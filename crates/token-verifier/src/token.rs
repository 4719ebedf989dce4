//! Unverified token inspection.
//!
//! Tokens are compact JWS: `header.payload.signature`, each segment base64url
//! without padding. Before the signing key is known we only need the key id,
//! which signers put in a payload claim (`sub` by default).
//!
//! # Security
//!
//! - Tokens are size-checked BEFORE any decoding
//! - Nothing extracted here is trusted; the key id is used only as a cache /
//!   feed lookup key until the signature has been verified
//! - Errors are deliberately undetailed; causes are logged at debug level

use base64::{engine::general_purpose::URL_SAFE_NO_PAD, Engine};
use jsonwebtoken::Algorithm;
use thiserror::Error;

/// Default maximum accepted token size in bytes (8KB).
///
/// Rejected before base64 decoding so oversized input costs nothing.
pub const MAX_TOKEN_SIZE_BYTES: usize = 8192;

/// Signature algorithms accepted for feed-distributed RSA keys.
pub const SUPPORTED_ALGORITHMS: [Algorithm; 3] =
    [Algorithm::RS256, Algorithm::RS384, Algorithm::RS512];

/// Errors from unverified token inspection.
#[derive(Error, Debug, Clone, PartialEq, Eq)]
pub enum TokenFormatError {
    /// Token exceeds the configured size limit.
    #[error("Token too large")]
    TokenTooLarge,

    /// Token is not three base64url segments with a JSON object payload.
    #[error("Token structure is invalid")]
    Malformed,

    /// The key id claim is missing, not a string, or empty.
    #[error("Token key id claim is missing")]
    MissingKeyId,
}

/// The three segments of a compact token.
#[derive(Debug, Clone, Copy)]
pub struct TokenParts<'a> {
    /// Encoded header segment.
    pub header: &'a str,
    /// Encoded payload segment.
    pub payload: &'a str,
    /// Encoded signature segment.
    pub signature: &'a str,
}

/// Split a token into its three segments after the size check.
///
/// # Errors
///
/// - `TokenTooLarge` - token exceeds `max_size`
/// - `Malformed` - not exactly three non-empty segments
pub fn split_token(token: &str, max_size: usize) -> Result<TokenParts<'_>, TokenFormatError> {
    if token.len() > max_size {
        tracing::debug!(
            target: "verifier.token",
            token_size = token.len(),
            max_size,
            "Token rejected: size exceeds maximum allowed"
        );
        return Err(TokenFormatError::TokenTooLarge);
    }

    let mut segments = token.split('.');
    let (Some(header), Some(payload), Some(signature), None) = (
        segments.next(),
        segments.next(),
        segments.next(),
        segments.next(),
    ) else {
        tracing::debug!(target: "verifier.token", "Token rejected: invalid segment count");
        return Err(TokenFormatError::Malformed);
    };

    if header.is_empty() || payload.is_empty() || signature.is_empty() {
        tracing::debug!(target: "verifier.token", "Token rejected: empty segment");
        return Err(TokenFormatError::Malformed);
    }

    Ok(TokenParts {
        header,
        payload,
        signature,
    })
}

/// Extract the key id claim from a token's payload without verifying it.
///
/// # Errors
///
/// - `TokenTooLarge` - token exceeds `max_size`
/// - `Malformed` - wrong structure, bad base64, payload not a JSON object
/// - `MissingKeyId` - claim absent, not a string, or empty
pub fn extract_unverified_key_id(
    token: &str,
    claim: &str,
    max_size: usize,
) -> Result<String, TokenFormatError> {
    let parts = split_token(token, max_size)?;

    let payload_bytes = URL_SAFE_NO_PAD.decode(parts.payload).map_err(|e| {
        tracing::debug!(target: "verifier.token", error = %e, "Failed to decode token payload base64");
        TokenFormatError::Malformed
    })?;

    let payload: serde_json::Value = serde_json::from_slice(&payload_bytes).map_err(|e| {
        tracing::debug!(target: "verifier.token", error = %e, "Failed to parse token payload JSON");
        TokenFormatError::Malformed
    })?;

    if !payload.is_object() {
        tracing::debug!(target: "verifier.token", "Token payload is not a JSON object");
        return Err(TokenFormatError::Malformed);
    }

    payload
        .get(claim)
        .and_then(serde_json::Value::as_str)
        .filter(|s| !s.is_empty())
        .map(ToString::to_string)
        .ok_or(TokenFormatError::MissingKeyId)
}
//! Kafka-backed key feed.
//!
//! Each record on the key topic maps a key id (record key, UTF-8) to an RSA
//! public key (record value, base64 SPKI). The consumer never commits
//! offsets: all state lives in the local cache, and a fresh group id per
//! process makes every verifier instance read the topic independently.
//!
//! `BaseConsumer` is not meant to be polled from several threads at once.
//! [`KafkaKeyFeed`] is therefore only ever driven through
//! [`KeyFeedReader`](crate::feed::KeyFeedReader).

use crate::config::KafkaFeedConfig;
use crate::error::FeedError;
use crate::feed::{FeedRecord, KeyFeed};
use rdkafka::config::ClientConfig;
use rdkafka::consumer::{BaseConsumer, Consumer};
use rdkafka::message::{BorrowedMessage, Message};
use secrecy::ExposeSecret;
use std::time::{Duration, Instant};

/// Key feed reading a Kafka topic through a `BaseConsumer`.
pub struct KafkaKeyFeed {
    consumer: BaseConsumer,
    topic: String,
    max_records: usize,
}

impl KafkaKeyFeed {
    /// Create a consumer and subscribe it to the key topic.
    ///
    /// # Errors
    ///
    /// Returns `FeedError::Unavailable` if the client cannot be created or the
    /// subscription fails.
    pub fn new(config: &KafkaFeedConfig) -> Result<Self, FeedError> {
        let mut client_config = ClientConfig::new();
        client_config
            .set("bootstrap.servers", &config.bootstrap_servers)
            .set("group.id", &config.group_id)
            .set("enable.auto.commit", "false")
            .set("enable.auto.offset.store", "false")
            .set("auto.offset.reset", config.offset_reset.as_str())
            .set("session.timeout.ms", "30000");

        if let (Some(username), Some(password)) = (&config.sasl_username, &config.sasl_password) {
            client_config
                .set("security.protocol", "SASL_SSL")
                .set("sasl.mechanism", "PLAIN")
                .set("sasl.username", username)
                .set("sasl.password", password.expose_secret());
        }

        let consumer: BaseConsumer = client_config.create().map_err(|e| {
            tracing::error!(target: "verifier.kafka", error = %e, "Failed to create Kafka consumer");
            FeedError::Unavailable(e.to_string())
        })?;

        consumer.subscribe(&[config.topic.as_str()]).map_err(|e| {
            tracing::error!(
                target: "verifier.kafka",
                topic = %config.topic,
                error = %e,
                "Failed to subscribe to key topic"
            );
            FeedError::Unavailable(e.to_string())
        })?;

        tracing::info!(
            target: "verifier.kafka",
            topic = %config.topic,
            group_id = %config.group_id,
            offset_reset = config.offset_reset.as_str(),
            max_records_per_drain = config.max_records_per_drain,
            "Subscribed to key topic"
        );

        Ok(Self {
            consumer,
            topic: config.topic.clone(),
            max_records: config.max_records_per_drain.max(1),
        })
    }
}

impl KeyFeed for KafkaKeyFeed {
    fn drain(&mut self, max_wait: Duration) -> Result<Vec<FeedRecord>, FeedError> {
        let deadline = Instant::now() + max_wait;
        let mut records = Vec::new();

        // Wait for the first message, then take whatever is already buffered,
        // stopping at the deadline or the record cap
        loop {
            let timeout = if records.is_empty() {
                deadline.saturating_duration_since(Instant::now())
            } else {
                Duration::ZERO
            };

            match self.consumer.poll(timeout) {
                Some(Ok(message)) => {
                    if let Some(record) = to_record(&message) {
                        records.push(record);
                    }
                }
                Some(Err(e)) => {
                    if records.is_empty() {
                        tracing::warn!(
                            target: "verifier.kafka",
                            topic = %self.topic,
                            error = %e,
                            "Key topic poll failed"
                        );
                        return Err(FeedError::Unavailable(e.to_string()));
                    }
                    // Records already consumed must not be lost
                    tracing::warn!(
                        target: "verifier.kafka",
                        error = %e,
                        record_count = records.len(),
                        "Key topic poll failed mid-drain, returning partial batch"
                    );
                    break;
                }
                None => {
                    if !records.is_empty() {
                        break;
                    }
                }
            }

            if records.len() >= self.max_records || Instant::now() >= deadline {
                break;
            }
        }

        tracing::debug!(
            target: "verifier.kafka",
            record_count = records.len(),
            "Drained key topic"
        );

        Ok(records)
    }
}

/// Convert a message into a feed record, skipping unusable ones.
fn to_record(message: &BorrowedMessage<'_>) -> Option<FeedRecord> {
    let Some(key) = message.key() else {
        tracing::warn!(
            target: "verifier.kafka",
            partition = message.partition(),
            offset = message.offset(),
            "Skipping key record without a key id"
        );
        return None;
    };

    let Ok(key_id) = std::str::from_utf8(key) else {
        tracing::warn!(
            target: "verifier.kafka",
            partition = message.partition(),
            offset = message.offset(),
            "Skipping key record with non-UTF-8 key id"
        );
        return None;
    };

    Some(FeedRecord::new(key_id, message.payload().unwrap_or_default()))
}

..............................

(Work order) If a line of the data contains the word "username", count it; say how many such lines there are and nothing else.

(Written response) 2